For the first few days after landing in Yangon, I was constantly dizzy and nauseous. The heat, the humidity, the amount of people, cars and street dogs, men wearing skirts, everyone in velvet flip flops, dust and filth, smells of odd food in odd spices, the world completely unknown to me before… I felt like a giant white Gulliver in his travels. I’m convinced that Mr Swift must have been visiting Burma when he came up with some of his ideas.
I read advice in many travel blogs to buy a torch when going to Myanmar, which I did. Well, my first power blackout experience was while waiting for my luggage in the airport. Airport! (I believe they do have an emergency power generator supplying their traffic control tower). Myanmar was fascinating and a lot … and it was many things every day.
Shwedagon Pagoda in Yangon is, safe to say, the most stunning monument to a religion in South-East Asia, if not in the whole wide world. And to wealth. Massive stupa coated in real gold with diamonds and rubies on the top.

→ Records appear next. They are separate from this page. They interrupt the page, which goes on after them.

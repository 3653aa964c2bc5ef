//! Event broadcast hub
//!
//! Fans one conversation's typed events out to any number of subscribers.
//! Feeds are hot: a subscriber sees only events emitted after it subscribed,
//! never historical ones. There is no replay buffer; that is a deliberate
//! simplicity/latency trade-off, not an oversight. Lagged subscribers skip
//! missed events rather than erroring.
//!
//! Closing the hub terminates every live subscriber stream (stream end, not
//! an error) and turns later emissions into no-ops.

use crate::event::{ChatEvent, EventKind};
use futures::stream::Stream;
use std::sync::Mutex;
use tokio::sync::broadcast;
use tokio_stream::wrappers::BroadcastStream;
use tokio_stream::StreamExt;

const HUB_CAPACITY: usize = 128;

/// Hot fan-out of one conversation's delivered events
pub struct EventHub {
    tx: Mutex<Option<broadcast::Sender<ChatEvent>>>,
}

impl EventHub {
    pub fn new() -> Self {
        let (tx, _) = broadcast::channel(HUB_CAPACITY);
        Self {
            tx: Mutex::new(Some(tx)),
        }
    }

    /// Deliver an event to all current subscribers. No-op after close.
    pub fn emit(&self, event: ChatEvent) {
        if let Some(tx) = self.tx.lock().unwrap().as_ref() {
            // send only fails when there are no subscribers; that is fine
            let _ = tx.send(event);
        }
    }

    fn receiver(&self) -> broadcast::Receiver<ChatEvent> {
        match self.tx.lock().unwrap().as_ref() {
            Some(tx) => tx.subscribe(),
            // Closed hub: a receiver whose sender is already gone yields an
            // immediately-terminated stream.
            None => broadcast::channel(1).1,
        }
    }

    /// Live feed of all events
    pub fn subscribe(&self) -> impl Stream<Item = ChatEvent> {
        BroadcastStream::new(self.receiver()).filter_map(|result| result.ok())
    }

    /// Live feed of events of one kind only
    pub fn subscribe_kind(&self, kind: EventKind) -> impl Stream<Item = ChatEvent> {
        BroadcastStream::new(self.receiver())
            .filter_map(move |result| result.ok().filter(|event| event.kind() == kind))
    }

    /// Complete the hub: all subscriber streams end, later emits are dropped.
    pub fn close(&self) {
        self.tx.lock().unwrap().take();
    }

    pub fn is_closed(&self) -> bool {
        self.tx.lock().unwrap().is_none()
    }
}

impl Default for EventHub {
    fn default() -> Self {
        Self::new()
    }
}
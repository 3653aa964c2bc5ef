//! Transport boundary
//!
//! The duplex socket itself is an external collaborator; this module pins
//! down its seam: a [`Transport`] sends text frames, fans raw inbound frames
//! out to any number of observers, and exposes a [`ReadinessGate`] that
//! resolves exactly once from the connection's open/error lifecycle.

#[cfg(test)]
pub mod testing;

use async_trait::async_trait;
use thiserror::Error;
use tokio::sync::{broadcast, watch};

/// Errors from the underlying connection
#[derive(Debug, Error)]
pub enum TransportError {
    #[error("connection closed while sending frame")]
    ConnectionClosed,
    #[error("failed to write frame: {0}")]
    Send(String),
}

/// A duplex frame socket at its boundary
#[async_trait]
pub trait Transport: Send + Sync {
    /// The readiness gate for this connection instance
    fn readiness(&self) -> ReadinessGate;

    /// Write one outbound text frame. Issued immediately, never queued.
    async fn send(&self, frame: String) -> Result<(), TransportError>;

    /// Subscribe to the raw inbound frame feed. Every subscriber observes
    /// every frame; frames carry their conversation id in-band.
    fn frames(&self) -> broadcast::Receiver<String>;

    /// Close the underlying connection
    async fn shutdown(&self);
}

// ============================================================================
// Readiness Gate
// ============================================================================

/// One-shot latch resolving transport usability.
///
/// Suspends callers until the connection reaches a definitive open-or-error
/// state, then answers from cache forever after. Failure is terminal for the
/// connection instance; there is no retry or reconnection.
#[derive(Debug, Clone)]
pub struct ReadinessGate {
    rx: watch::Receiver<Option<bool>>,
}

/// Write side of the gate, held by the transport implementation
#[derive(Debug)]
pub struct ReadinessHandle {
    tx: watch::Sender<Option<bool>>,
}

/// Create an unresolved gate and its write handle
pub fn readiness_gate() -> (ReadinessHandle, ReadinessGate) {
    let (tx, rx) = watch::channel(None);
    (ReadinessHandle { tx }, ReadinessGate { rx })
}

impl ReadinessHandle {
    /// Resolve the gate. Only the first call has any effect.
    pub fn resolve(&self, ready: bool) {
        self.tx.send_if_modified(|state| {
            if state.is_none() {
                *state = Some(ready);
                true
            } else {
                false
            }
        });
    }
}

impl ReadinessGate {
    /// An already-resolved gate
    pub fn resolved(ready: bool) -> Self {
        let (handle, gate) = readiness_gate();
        handle.resolve(ready);
        gate
    }

    /// Wait for resolution and return the cached verdict.
    ///
    /// A handle dropped before resolving counts as a failed connection.
    pub async fn is_ready(&self) -> bool {
        let mut rx = self.rx.clone();
        let ready = match rx.wait_for(Option::is_some).await {
            Ok(state) => state.unwrap_or(false),
            Err(_) => false,
        };
        ready
    }
}
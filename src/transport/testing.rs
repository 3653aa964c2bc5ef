//! In-memory transport for tests
//!
//! Records every outbound frame and lets tests drive the inbound feed and
//! the readiness lifecycle by hand.

use super::{readiness_gate, ReadinessGate, ReadinessHandle, Transport, TransportError};
use async_trait::async_trait;
use std::sync::atomic::{AtomicBool, Ordering};
use std::sync::Mutex;
use tokio::sync::broadcast;

/// Transport backed by channels instead of a socket
pub struct MemoryTransport {
    readiness_handle: ReadinessHandle,
    gate: ReadinessGate,
    inbound_tx: broadcast::Sender<String>,
    shut_down: AtomicBool,
    /// Record of all frames sent
    pub sent: Mutex<Vec<String>>,
}

impl MemoryTransport {
    /// A transport whose readiness is still undecided
    pub fn new() -> Self {
        let (readiness_handle, gate) = readiness_gate();
        let (inbound_tx, _) = broadcast::channel(128);
        Self {
            readiness_handle,
            gate,
            inbound_tx,
            shut_down: AtomicBool::new(false),
            sent: Mutex::new(Vec::new()),
        }
    }

    /// A transport that already opened successfully
    pub fn open() -> Self {
        let transport = Self::new();
        transport.readiness_handle.resolve(true);
        transport
    }

    /// Resolve the readiness lifecycle
    pub fn resolve_ready(&self, ready: bool) {
        self.readiness_handle.resolve(ready);
    }

    /// Deliver a raw inbound frame to all subscribers
    pub fn push_inbound(&self, frame: impl Into<String>) {
        let _ = self.inbound_tx.send(frame.into());
    }

    /// All frames sent so far
    pub fn sent_frames(&self) -> Vec<String> {
        self.sent.lock().unwrap().clone()
    }

    /// Sent frames parsed as JSON values
    pub fn sent_json(&self) -> Vec<serde_json::Value> {
        self.sent_frames()
            .iter()
            .map(|frame| serde_json::from_str(frame).unwrap())
            .collect()
    }

    pub fn is_shut_down(&self) -> bool {
        self.shut_down.load(Ordering::SeqCst)
    }
}

impl Default for MemoryTransport {
    fn default() -> Self {
        Self::new()
    }
}

#[async_trait]
impl Transport for MemoryTransport {
    fn readiness(&self) -> ReadinessGate {
        self.gate.clone()
    }

    async fn send(&self, frame: String) -> Result<(), TransportError> {
        if self.shut_down.load(Ordering::SeqCst) {
            return Err(TransportError::ConnectionClosed);
        }
        self.sent.lock().unwrap().push(frame);
        Ok(())
    }

    fn frames(&self) -> broadcast::Receiver<String> {
        self.inbound_tx.subscribe()
    }

    async fn shutdown(&self) {
        self.shut_down.store(true, Ordering::SeqCst);
    }
}
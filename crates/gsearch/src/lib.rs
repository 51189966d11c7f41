//! Generic graph-search algorithms over caller-defined graphs.
//!
//! The library never owns graph storage. Callers describe a graph through
//! small capability traits (usually just closures) and every entry point
//! runs a fresh, self-contained traversal:
//!
//! - **A\*** shortest path ([`astar`])
//! - **Dijkstra** shortest path ([`dijkstra`]) and distance maps ([`dijkstra_map`])
//! - **BFS** fewest-steps path ([`bfs`]) and step maps ([`bfs_map`])
//! - **DFS** reachability ([`dfs`], [`reachable`])
//! - **Longest path** on DAGs ([`longest_path_dag`]) and general graphs ([`longest_path`])
//! - **Topological sort** with cycle detection ([`topological_sort`], [`try_topological_sort`])
//!
//! "No path" and "cyclic" are reported as empty results, never as panics.
//!
//! # Capability traits
//!
//! | Trait | Required by | Closure form |
//! |---|---|---|
//! | [`Neighbors`] | BFS, DFS, reachability | `Fn(&N) -> impl IntoIterator<Item = N>` |
//! | [`WeightedNeighbors`] | A*, Dijkstra, longest path | `Fn(&N) -> impl IntoIterator<Item = (N, Cost)>` |
//! | [`Heuristic`] | A* | `Fn(&N) -> Cost` |
//! | [`Goal`] | BFS, DFS | `Fn(&N) -> bool` |
//!
//! Edge weights must be non-negative for A* and Dijkstra, which skip any
//! negative edge they are handed. Costs saturate at `Cost::MAX`.

mod astar;
mod bfs;
mod dfs;
mod dijkstra;
mod frontier;
pub mod grid;
mod longest;
mod path;
mod topo;
mod traits;

#[cfg(test)]
mod testutil;

pub use astar::astar;
pub use bfs::{bfs, bfs_map};
pub use dfs::{dfs, reachable};
pub use dijkstra::{dijkstra, dijkstra_map};
pub use frontier::PathNode;
pub use longest::{longest_path, longest_path_dag};
pub use path::{path_cost, reconstruct_path};
pub use topo::{CycleError, topological_sort, try_topological_sort};
pub use traits::{Cost, Goal, Graph, Heuristic, Neighbors, Node, WeightedNeighbors};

It takes your breath away. And endless plains of Bagan with over 2000 ancient temples scattered across. It’s a jaw dropping sight to be standing atop one of those temples, seeing the rest swim in blue morning mist, and the sun rise. Bagan smelled of flowers and soap, but it was unbearably hot. Imagine on a hot summer day you leave your car in the sun for hours, then sit down, close the door, put the air con on, and it starts blowing hot air at you – that’s Bagan!
In between were vast river banks covered in plastic. Families with elderly and children building roads in scorching heat, and sleeping just by that road in simple huts, something more suitable for market stalls. I stopped in tiny villages. In one of them, a young guy with pretty good English explained to me that he tried to wear shoes for the first time a couple of months ago, but he cannot walk in them.
I saw a girl of ten or eleven years old when passing a construction sight near Yangon. She was mixing in a massive bowl something that looked like cement with her little bare hands, and a woman, perhaps her mother, was waiting just up the stairs for the girl to finish, with another bowl on her head. Child labour and the unspeakable poverty of common folks. It broke my heart many times.
The history of the country is appalling: generations after generations living in repression. Yet the Burmese are the kindest, most gentle and giving people, towards each other and also strangers, and seem to have no sense of vengeance in their bones. And they move with so much grace! I felt so clumsy and unbalanced while surrounded by beautiful people walking like flowing water.
People are what made my time in Myanmar so special. I met some extraordinary beings there, both locals and travellers. And I was amazed by the expansiveness of human generosity and the creativity of the mind.
I met my first teacher: an eccentric Frenchman in his late sixties who’s been travelling the world for 15 years by now, never stopping in one place for longer than a week. The stories he had to tell! But he also taught me a very important understanding that I carry in my memory since. He told me to be sure that I grasp it fully – my life is for me. To be kind to people, to do only good, but in doing so, always remember – my life is for me. You have to do right by you to be able to do right by others. Now, in the fifth month and the fourth country of my journey, I keep coming back to his teaching more and more.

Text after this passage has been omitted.